You know, many of us GAS-afflicted spawn have the fantasy that someday we will sell everything and keep just a system to do our work. Or two. Okay, there’s my Leica rangefinder and my second body plus all the lenses; then, you can’t tell a man to get rid of his two Nikon Fs with differents prisms and lenses from 20 to 300mm; and it would be cruel to take that cutey patooty Leica R6 from him, and of course there is the Viso II for Leica screw bodies with matching Leica IIIa and a ton of Telyts…Geez, I won’t live enough lives to actually use all this stuff but I swear to God that I will riddle with bullets the motherfucker that tries to take one camera from me. It simply isn’t rational. There are chaps who work in an office, act normal all week long but then, when the weekend comes they go watching soccer and go totally apeshit and call the ref things that would make a truck driver blush. Everybody’s got a bug; mine is cameras, and I don’t think it can be cured.

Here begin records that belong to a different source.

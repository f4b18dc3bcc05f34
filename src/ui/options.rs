//! Form descriptors for the NVENC settings.
//!
//! One descriptor per configurable option. Stored values are corrected through
//! the defaulting helpers before a descriptor is built, so a form never shows
//! a selection that is no longer available.

use crate::engine::core::{
    Choice, NumericOption, OptionCatalog, OptionCatalogEntry, Settings, SettingsExt, ToggleOption,
    ensure_entry, ensure_in_range, ensure_toggle, ensure_valid, keys,
};
use crate::engine::core::catalog::MODE_STANDARD;
use crate::engine::error::EngineResult;
use crate::engine::hardware::DeviceSource;
use serde::Serialize;

#[derive(Debug, Clone, Copy, PartialEq, Eq, Serialize)]
#[serde(rename_all = "lowercase")]
pub enum InputKind {
    Select,
    Slider,
    Toggle,
}

#[derive(Debug, Clone, Copy, PartialEq, Eq, Serialize)]
#[serde(rename_all = "lowercase")]
pub enum Visibility {
    Visible,
    Hidden,
}

#[derive(Debug, Clone, Copy, PartialEq, Eq, Serialize)]
pub struct SliderRange {
    pub min: i64,
    pub max: i64,
}

#[derive(Debug, Clone, PartialEq, Eq, Serialize)]
#[serde(rename_all = "camelCase")]
pub struct OptionDescriptor {
    pub key: &'static str,
    pub label: &'static str,
    #[serde(skip_serializing_if = "Option::is_none")]
    pub description: Option<&'static str>,
    pub input_kind: InputKind,
    #[serde(skip_serializing_if = "Vec::is_empty")]
    pub choices: Vec<Choice>,
    #[serde(skip_serializing_if = "Option::is_none")]
    pub range: Option<SliderRange>,
    pub visibility: Visibility,
}

impl OptionDescriptor {
    pub fn is_hidden(&self) -> bool {
        self.visibility == Visibility::Hidden
    }
}

const PROFILE_DESCRIPTION: &str = "The profile determines which features of the codec are available and enabled,\n\
while also affecting other restrictions.\n\
Any of these profiles are capable of 4:2:0, 4:2:2 and 4:4:4, however the support\n\
depends on the installed hardware.";

const PIXEL_FORMAT_DESCRIPTION: &str = "Note: If you get the 'No NVENC capable devices found' error make sure you're \n\
encoding to a supported pixel format for the hardware and ffmpeg version.\n\
Any of these profiles are capable of 4:2:0, 4:2:2 and 4:4:4, however the support\n\
depends on the installed hardware.";

const RC_METHOD_DESCRIPTION: &str = "Note that the rate control is already defined in the Encoder Quality Preset option.\n\
Selecting anything other than 'Disabled' will override the preset rate-control.";

const SPATIAL_AQ_DESCRIPTION: &str = "This adjusts the quantization parameter within each frame based on spatial complexity.\n\
This helps in improving the quality of areas within a frame that are more detailed or complex.";

const TEMPORAL_AQ_DESCRIPTION: &str = "This adjusts the quantization parameter across frames, based on the motion and temporal complexity.\n\
This is particularly effective in scenes with varying levels of motion, enhancing quality where it's most needed.";

const AQ_STRENGTH_DESCRIPTION: &str = "Controls the strength of the adaptive quantization (both spatial and temporal).\n\
A higher value indicates stronger adaptation, which can lead to better preservation\n\
of detail but might also increase the bitrate.";

/// Builds the settings form, correcting stale values along the way
pub struct DescriptorBuilder<'a, D: DeviceSource> {
    inventory: D,
    catalog: &'a OptionCatalog,
}

impl<'a, D: DeviceSource> DescriptorBuilder<'a, D> {
    pub fn new(inventory: D, catalog: &'a OptionCatalog) -> Self {
        Self { inventory, catalog }
    }

    /// Every descriptor in form order
    pub fn build(&self, settings: &mut dyn Settings) -> EngineResult<Vec<OptionDescriptor>> {
        let catalog = self.catalog;
        Ok(vec![
            self.mode(settings),
            self.device(settings)?,
            self.select(
                settings,
                &catalog.decoding_method,
                "Enable HW Decoding",
                Some("Warning. Ensure your device supports decoding the source video codec or it will fail."),
            ),
            self.select(settings, &catalog.preset, "Encoder quality preset", None),
            self.select(
                settings,
                &catalog.tune,
                "Tune for a particular type of source or situation",
                None,
            ),
            self.select(settings, &catalog.profile, "Profile", Some(PROFILE_DESCRIPTION)),
            self.select(
                settings,
                &catalog.pixel_format,
                "Encoder pixel format",
                Some(PIXEL_FORMAT_DESCRIPTION),
            ),
            self.select(
                settings,
                &catalog.rc_method,
                "Encoder ratecontrol method",
                Some(RC_METHOD_DESCRIPTION),
            ),
            self.slider(
                settings,
                &catalog.rc_lookahead,
                "Configure the number of frames to look ahead for rate-control",
                None,
            ),
            self.toggle(
                settings,
                &catalog.spatial_aq,
                "Enable Spatial Adaptive Quantization",
                SPATIAL_AQ_DESCRIPTION,
            ),
            self.toggle(
                settings,
                &catalog.temporal_aq,
                "Enable Temporal Adaptive Quantization",
                TEMPORAL_AQ_DESCRIPTION,
            ),
            self.aq_strength(settings),
        ])
    }

    /// The mode selector is the one option that is always shown
    pub fn mode(&self, settings: &mut dyn Settings) -> OptionDescriptor {
        ensure_entry(settings, &self.catalog.mode);
        OptionDescriptor {
            key: keys::MODE,
            label: "Configuration mode",
            description: None,
            input_kind: InputKind::Select,
            choices: self.catalog.mode.allowed_values.clone(),
            range: None,
            visibility: Visibility::Visible,
        }
    }

    /// Device selector built from a fresh discovery
    pub fn device(&self, settings: &mut dyn Settings) -> EngineResult<OptionDescriptor> {
        let devices = self.inventory.discover_devices()?;
        let entry = OptionCatalog::device_entry(&devices);
        ensure_valid(
            settings,
            keys::DEVICE,
            &entry.allowed_values,
            Some(entry.default_value.as_str()),
        );

        Ok(OptionDescriptor {
            key: keys::DEVICE,
            label: "NVIDIA Device",
            description: None,
            input_kind: InputKind::Select,
            choices: entry.allowed_values,
            range: None,
            visibility: self.standard_only(settings),
        })
    }

    pub fn aq_strength(&self, settings: &mut dyn Settings) -> OptionDescriptor {
        let mut descriptor = self.slider(
            settings,
            &self.catalog.aq_strength,
            "Strength of the adaptive quantization",
            Some(AQ_STRENGTH_DESCRIPTION),
        );
        if !settings.get_bool(keys::SPATIAL_AQ) && !settings.get_bool(keys::TEMPORAL_AQ) {
            descriptor.visibility = Visibility::Hidden;
        }
        descriptor
    }

    fn select(
        &self,
        settings: &mut dyn Settings,
        entry: &OptionCatalogEntry,
        label: &'static str,
        description: Option<&'static str>,
    ) -> OptionDescriptor {
        ensure_entry(settings, entry);
        OptionDescriptor {
            key: entry.key,
            label,
            description,
            input_kind: InputKind::Select,
            choices: entry.allowed_values.clone(),
            range: None,
            visibility: self.standard_only(settings),
        }
    }

    fn slider(
        &self,
        settings: &mut dyn Settings,
        option: &NumericOption,
        label: &'static str,
        description: Option<&'static str>,
    ) -> OptionDescriptor {
        ensure_in_range(settings, option);
        OptionDescriptor {
            key: option.key,
            label,
            description,
            input_kind: InputKind::Slider,
            choices: Vec::new(),
            range: Some(SliderRange {
                min: option.min,
                max: option.max,
            }),
            visibility: self.standard_only(settings),
        }
    }

    fn toggle(
        &self,
        settings: &mut dyn Settings,
        option: &ToggleOption,
        label: &'static str,
        description: &'static str,
    ) -> OptionDescriptor {
        ensure_toggle(settings, option);
        OptionDescriptor {
            key: option.key,
            label,
            description: Some(description),
            input_kind: InputKind::Toggle,
            choices: Vec::new(),
            range: None,
            visibility: self.standard_only(settings),
        }
    }

    fn standard_only(&self, settings: &dyn Settings) -> Visibility {
        if settings.get_str(keys::MODE).as_deref() == Some(MODE_STANDARD) {
            Visibility::Visible
        } else {
            Visibility::Hidden
        }
    }
}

I normally visit antiques shops looking for cameras; you never know what you fill find there. There’s quite a few quality levels when we’re talking antique shops and that one was more an indoors junkyard than a shop; these are the kind of shops I normally like, but hell, all that stuff looked like it had been dug up from a dump.
The ‘camera section’ was a glass cupboard filled with trashed brownies, 8mm cameras, some rusty SLRs and three or four folding 6x9s. When I took a close look I could not believe what I saw: an Argos. The salesman was a royal pain in the ass: he had the theory that folders are worth at least fifty bucks cause people like them as paperweights. To be honest, it was my bad: if you are before a dishonest salesman and you take interest in something, he will double the price. Fifty bucks paperweights. Man, tell me where this kind of customers are, because it they’re paying this for a paperweight they would give a million for a Leica.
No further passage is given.